◆ Exercise brief
In the entries below, how many lines include "SessionError"? Reply with the number and nothing more.

[Provided data Boundary: Start]

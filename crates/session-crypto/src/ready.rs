//! One-time crypto initialization.
//!
//! [`init`] runs a sign/verify self-test once per process and hands
//! back a [`CryptoReady`] token. Identity and signing entry points take
//! the token by reference, so they cannot be reached before
//! initialization has succeeded.

use std::sync::OnceLock;

use ed25519_dalek::{Signer, SigningKey, Verifier};
use session_types::{Result, SessionError};

static SELF_TEST: OnceLock<std::result::Result<(), String>> = OnceLock::new();

/// Proof that [`init`] completed successfully.
///
/// Cannot be constructed outside this module.
#[derive(Clone, Copy, Debug)]
pub struct CryptoReady {
    _private: (),
}

/// Initializes the crypto layer.
///
/// Idempotent: the self-test runs on the first call only and later
/// calls return the cached outcome.
///
/// # Errors
///
/// Returns [`SessionError::CryptoError`] if the self-test fails.
pub fn init() -> Result<CryptoReady> {
    match SELF_TEST.get_or_init(self_test) {
        Ok(()) => Ok(CryptoReady { _private: () }),
        Err(reason) => Err(SessionError::CryptoError {
            reason: reason.clone(),
        }),
    }
}

fn self_test() -> std::result::Result<(), String> {
    let key = SigningKey::from_bytes(&[0x42u8; 32]);
    let message = b"session crypto self-test";
    let signature = key.sign(message);
    key.verifying_key()
        .verify(message, &signature)
        .map_err(|e| format!("ed25519 self-test failed: {e}"))?;

    let secret = x25519_dalek::StaticSecret::from([0x24u8; 32]);
    let public = x25519_dalek::PublicKey::from(&secret);
    if public.as_bytes() == &[0u8; 32] {
        return Err("x25519 self-test produced the identity point".into());
    }

    Ok(())
}

#[cfg(test)]
mod tests {
    use super::*;

    #[test]
    fn init_is_idempotent() -> std::result::Result<(), SessionError> {
        let _first = init()?;
        let _second = init()?;
        Ok(())
    }
}
//! Block padding for encrypted payloads.
//!
//! The plaintext is followed by a `0x80` terminator and zero-filled up
//! to one byte short of a multiple of [`BLOCK_SIZE`]. Unpadding scans
//! backwards past the zeros to the terminator.

use session_types::{Result, SessionError};

/// Padding block size in bytes.
pub const BLOCK_SIZE: usize = 160;

const TERMINATOR: u8 = 0x80;

/// Length of the padded form of an `unpadded_len`-byte message.
pub fn padded_len(unpadded_len: usize) -> usize {
    let with_terminator = unpadded_len + 2;
    with_terminator.div_ceil(BLOCK_SIZE) * BLOCK_SIZE - 1
}

/// Pads `plaintext`.
pub fn pad(plaintext: &[u8]) -> Vec<u8> {
    let mut out = Vec::with_capacity(padded_len(plaintext.len()));
    out.extend_from_slice(plaintext);
    out.push(TERMINATOR);
    out.resize(padded_len(plaintext.len()), 0);
    out
}

/// Removes padding added by [`pad`].
///
/// Input whose last non-zero byte is not the terminator is returned
/// unchanged, so unpadded payloads from older clients still decode.
///
/// # Errors
///
/// [`SessionError::ProtocolError`] if the input is empty or all zeros.
pub fn unpad(padded: &[u8]) -> Result<&[u8]> {
    match padded.iter().rposition(|&b| b != 0) {
        Some(i) if padded[i] == TERMINATOR => Ok(&padded[..i]),
        Some(_) => Ok(padded),
        None => Err(SessionError::ProtocolError {
            reason: "padded payload has no terminator".into(),
        }),
    }
}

[Provided data Boundary: End]

◆ Solution to this exercise
7